April 20, 2007 at 6:58 pm #31082AnonymousInactiveShelby,
You’re so right. I’m sure all of us have wondered at some point if we could have done something differently or whether it is somehow our fault.
For us, eliminating dairy wasn’t the answer. I wish it was! I did TED and didn’t notice improvement, so I guess there is some genetic component for us unrelated to diet. I’m thinking maybe just immature digestive systems? The reason I say that is all 3 of our boys have been colicky and gassy along with bm issues as well as reflux, so it just seems to make since that their entire digestive system is immature.

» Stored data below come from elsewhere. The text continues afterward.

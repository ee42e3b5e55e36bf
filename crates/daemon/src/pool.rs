use std::sync::Arc;

use tokio::sync::{AcquireError, OwnedSemaphorePermit, Semaphore};

/// A held slot; capacity returns to the pool when it is dropped.
pub type Slot = OwnedSemaphorePermit;

/// Fixed-capacity pool of execution slots shared by every batch run.
///
/// Cloning yields another handle to the same slots.
#[derive(Clone, Debug)]
pub struct WorkerPool {
    slots: Arc<Semaphore>,
    capacity: usize,
}

impl WorkerPool {
    pub fn new(capacity: usize) -> Self {
        let capacity = capacity.max(1);
        Self {
            slots: Arc::new(Semaphore::new(capacity)),
            capacity,
        }
    }

    pub fn capacity(&self) -> usize {
        self.capacity
    }

    pub fn available(&self) -> usize {
        self.slots.available_permits()
    }

    pub fn in_use(&self) -> usize {
        self.capacity - self.available()
    }

    /// Wait for a free slot. Waiters are served in FIFO order.
    pub async fn acquire(&self) -> Result<Slot, AcquireError> {
        Arc::clone(&self.slots).acquire_owned().await
    }
}
use async_trait::async_trait;
use records_core::{Record, RecordDraft, RecordId};

use crate::StoreError;

/// Durable record storage keyed by identifier.
///
/// Every method is atomic on its own: a caller dropped mid-call either sees the
/// operation applied in full or not at all. No method holds state across calls.
#[async_trait]
pub trait RecordStore: Send + Sync {
    /// Every stored identifier, ascending.
    async fn list_ids(&self) -> Result<Vec<RecordId>, StoreError>;

    /// Every stored record, ascending by identifier.
    async fn list(&self) -> Result<Vec<Record>, StoreError>;

    async fn get(&self, id: RecordId) -> Result<Option<Record>, StoreError>;

    /// Store a new record under a freshly assigned identifier.
    async fn insert(&self, draft: RecordDraft) -> Result<Record, StoreError>;

    /// Create or fully replace the record at `record.id`. Returns the stored value.
    async fn upsert(&self, record: Record) -> Result<Record, StoreError>;

    async fn exists(&self, id: RecordId) -> Result<bool, StoreError>;

    /// Returns true if a record was removed.
    async fn delete(&self, id: RecordId) -> Result<bool, StoreError>;
}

As I’ve mentioned before, our other 2 boys outgrew all of this at around 6 months, and Caden is doing SO much better (almost 6 months old now), so I guess the worst is past us at this point (thank goodness).
Have a good weekend 🙂
April 21, 2007 at 6:08 am #31093AnonymousInactiveAnswer to the MIL issue…just move interstate. We moved from Tasmania (that little island at the bottom on Aussie) to the mainland (as we Aussies call it)…and they hate flying. We have caller ID so their number comes up if they call and we can decide if we answer it. Problem solved
April 21, 2007 at 1:31 pm #31112AnonymousInactiveAt the beginning with Kaelyn my MIL was really hard to handle. She constantly said things like “she doesn’t do that with me, I wonder what you’re doing wrong”. My mom was 12 hours away, so she couldn’t help out much (plus, she was already really sick at that point), but she gave me the best advice. She told me to invite my MIL to everything involving Kaelyn (basically anything that I would have wanted my mom’s help with). So, I told my MIL that I could really use her help distracting Kaelyn on the car ride to the doctor because she hated her car seat. So, she came with me to almost every doctor’s appointment and heard everything that he said. Then, dh and I started calling her saying, we need a quick break and she does so well for you, would you mind watching her for an hour or two? It didn’t take long before she realized that Kaelyn really did have a problem. She still has her moments, but she’s been pretty good about the medical issues ever since.